Je l'avoue, j'ai connu "Douce France" chantée par Rachid Taha avant de connaître la version originale de Trenet. J'ai toujours été pris à la gorge par l'intro de sa version de "Ya rayah" (c'est ce qui m'a fait adorer cel bel instrument qu'est le oud). Superbe chanson, incontournable de toutes nos soirées depuis vingt ans - et seul Christophe Borgel en connaissait les paroles parmi nous !
Cette chanson, composée en 1973 par Dahmane El Harrachi est un classique du chaâbi, cette musique populaire algérienne.
Remise au goût du jour près de vingt-cinq ans plus tard par Rachid Taha, cette chanson était devenue un succès dans un moment où le raï s'imposait dans les charts français. Imaginez donc ! Au pays de Jean-Marie Le Pen, pendant quelques années, dans les soirées, on dansait sur Khaled, Cheb Mami ou l'Orchestre national de Barbès dont l'entrainant Alaoui demeure mon titre favori.
Le succès de "1-2-3 soleil" avait été phénoménal lui aussi. Dans la B.O de nos années de combat antiraciste, à coup sûr, et au répertoire des chants de lutte, il figure sans aucun doute, entre Boris Vian et Berurier noir, Zebda ou U2. Une icône de cette France enrichie par l'immigration, dans laquelle on s'en foutait de la religion, dans laquelle on luttait tous ensemble contre le racisme, sans concurrence, mais avec solidarité. Evidemment, on n'a pas gagné la bataille finale, mais la lutte continue.
Il faut toujours rappeler que la France de Rachid Taha n'est pas celle des buzz sur Twitter, mais celle où on tire sur les jeunes issus de l'immigration comme des lapins. Le nombre de meurtres racistes à la fin des années 70 et au début des années 80 a été oublié, mais il crée alors une peur et une colère d'autant plus grandes que le racisme meurtrier s'accompagne de la montée de la xénophobie assumée politique par un parti qui monte, le Front national. On connaît la suite... Les lois Pasqua, "le bruit et l'odeur"... A l'époque, Morano, Ciotti et Wauquiez sont ados...
L'ironie du sort si on peut dire a voulu que peu après la disparition de chanteur qui fut plus un rockeur qu'un chanteur de raï, Emmanuel Macron, reconnaissant la responsabilité de l'Etat dans la torture du militant Maurice Audin, restitua, d'une certaine manière, sans vraiment le vouloir au passage, une certaine idée du rapport de l'Algérie à la France.
Il y a une passion française pour l'Algérie depuis des décennies. Elle est faite de sang, de larmes, mais aussi de saveurs, de rires et de rythmes. D'Abd El Kader à Zidane, il y aurait tout un abécédaire à faire de cette relation deux fois tricolore.

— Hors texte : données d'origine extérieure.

/// Comment handlers - HTTP endpoints for comment operations
use crate::db::comment_repo;
use crate::error::{AppError, Result};
use crate::requests::CommentPayload;
use crate::resources::CommentResource;
use crate::validators;
use actix_web::{web, HttpRequest, HttpResponse};
use sqlx::PgPool;

/// List all comments
pub async fn list_comments(pool: web::Data<PgPool>) -> Result<HttpResponse> {
    let comments = comment_repo::all(pool.get_ref()).await.map_err(|e| {
        tracing::error!(error = %e, "Error fetching comments");
        AppError::database("retrieving", "comments", e)
    })?;

    Ok(HttpResponse::Ok().json(CommentResource::collection(&comments)))
}

/// Create a new comment
pub async fn create_comment(
    pool: web::Data<PgPool>,
    req: HttpRequest,
    body: web::Payload,
) -> Result<HttpResponse> {
    let payload = CommentPayload::parse(&req, body).await?;

    let data = match validators::validate_comment(pool.get_ref(), &payload).await {
        Ok(data) => data,
        Err(err) => {
            tracing::warn!(error = %err, "Comment validation failed");
            return Err(err);
        }
    };

    let comment = comment_repo::create(pool.get_ref(), &data).await.map_err(|e| {
        tracing::error!(error = %e, "Error creating comment");
        AppError::database("creating", "comment", e)
    })?;

    Ok(HttpResponse::Created().json(CommentResource::new(&comment)))
}

/// Get a comment by ID
pub async fn get_comment(pool: web::Data<PgPool>, path: web::Path<i64>) -> Result<HttpResponse> {
    let comment = comment_repo::find(pool.get_ref(), *path)
        .await
        .map_err(|e| {
            tracing::error!(error = %e, comment_id = *path, "Error fetching comment");
            AppError::database("retrieving", "comment", e)
        })?
        .ok_or(AppError::NotFound("Comment"))?;

    Ok(HttpResponse::Ok().json(CommentResource::new(&comment)))
}

/// Update a comment
pub async fn update_comment(
    pool: web::Data<PgPool>,
    path: web::Path<i64>,
    req: HttpRequest,
    body: web::Payload,
) -> Result<HttpResponse> {
    let id = *path;
    comment_repo::find(pool.get_ref(), id)
        .await
        .map_err(|e| {
            tracing::error!(error = %e, comment_id = id, "Error fetching comment");
            AppError::database("updating", "comment", e)
        })?
        .ok_or(AppError::NotFound("Comment"))?;

    let payload = CommentPayload::parse(&req, body).await?;
    let data = match validators::validate_comment(pool.get_ref(), &payload).await {
        Ok(data) => data,
        Err(err) => {
            tracing::warn!(error = %err, comment_id = id, "Comment validation failed");
            return Err(err);
        }
    };

    let comment = comment_repo::update(pool.get_ref(), id, &data)
        .await
        .map_err(|e| {
            tracing::error!(error = %e, comment_id = id, "Error updating comment");
            AppError::database("updating", "comment", e)
        })?;

    Ok(HttpResponse::Ok().json(CommentResource::new(&comment)))
}

/// Delete a comment
pub async fn delete_comment(pool: web::Data<PgPool>, path: web::Path<i64>) -> Result<HttpResponse> {
    let id = *path;
    comment_repo::find(pool.get_ref(), id)
        .await
        .map_err(|e| {
            tracing::error!(error = %e, comment_id = id, "Error fetching comment");
            AppError::database("deleting", "comment", e)
        })?
        .ok_or(AppError::NotFound("Comment"))?;

    comment_repo::delete(pool.get_ref(), id).await.map_err(|e| {
        tracing::error!(error = %e, comment_id = id, "Error deleting comment");
        AppError::database("deleting", "comment", e)
    })?;

    Ok(HttpResponse::NoContent().finish())
}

Paradoxalement, Zemmour remit deux balles dans la machine en déclarant, comme un vieux con de l'arrière garde, comme ces anciens combattants qui n'ont pas digéré la défaite - lui-même n'a jamais été au feu - qu'Audin aurait mérité "douze balles"... Une manière de mettre inutilement du sel sur des blessures, heureusement cicatrisées.
Rachid Taha, parce qu'il était un rocker, incarna cette "intégration" dont on a beaucoup parlé, mais qu'il a contribué à redéfinir. Ni l'assimilation qui consiste à renier d'où on vient - sachant qu'il existe toujours un imbécile pour vous le rappeler - ni le différentialisme qui relativise l'appartenance à la France pour mettre en avant l'origine, parfois comme une forme de défiance.
A l'heure des incompréhensions entre ceux qui croient que tout Français est raciste et que tout "franco-maghrébin" est forcément "pro islam" et tolérant envers l'islamisme tôt ou tard, Rachid Taha représentait bien cette jeunesse qui revendiquait d'entrer de plain pied dans la modernité, sans carte de séjour pour ici ni visa pour là-bas - ayant choisi le rock, la musique de toutes les révoltes.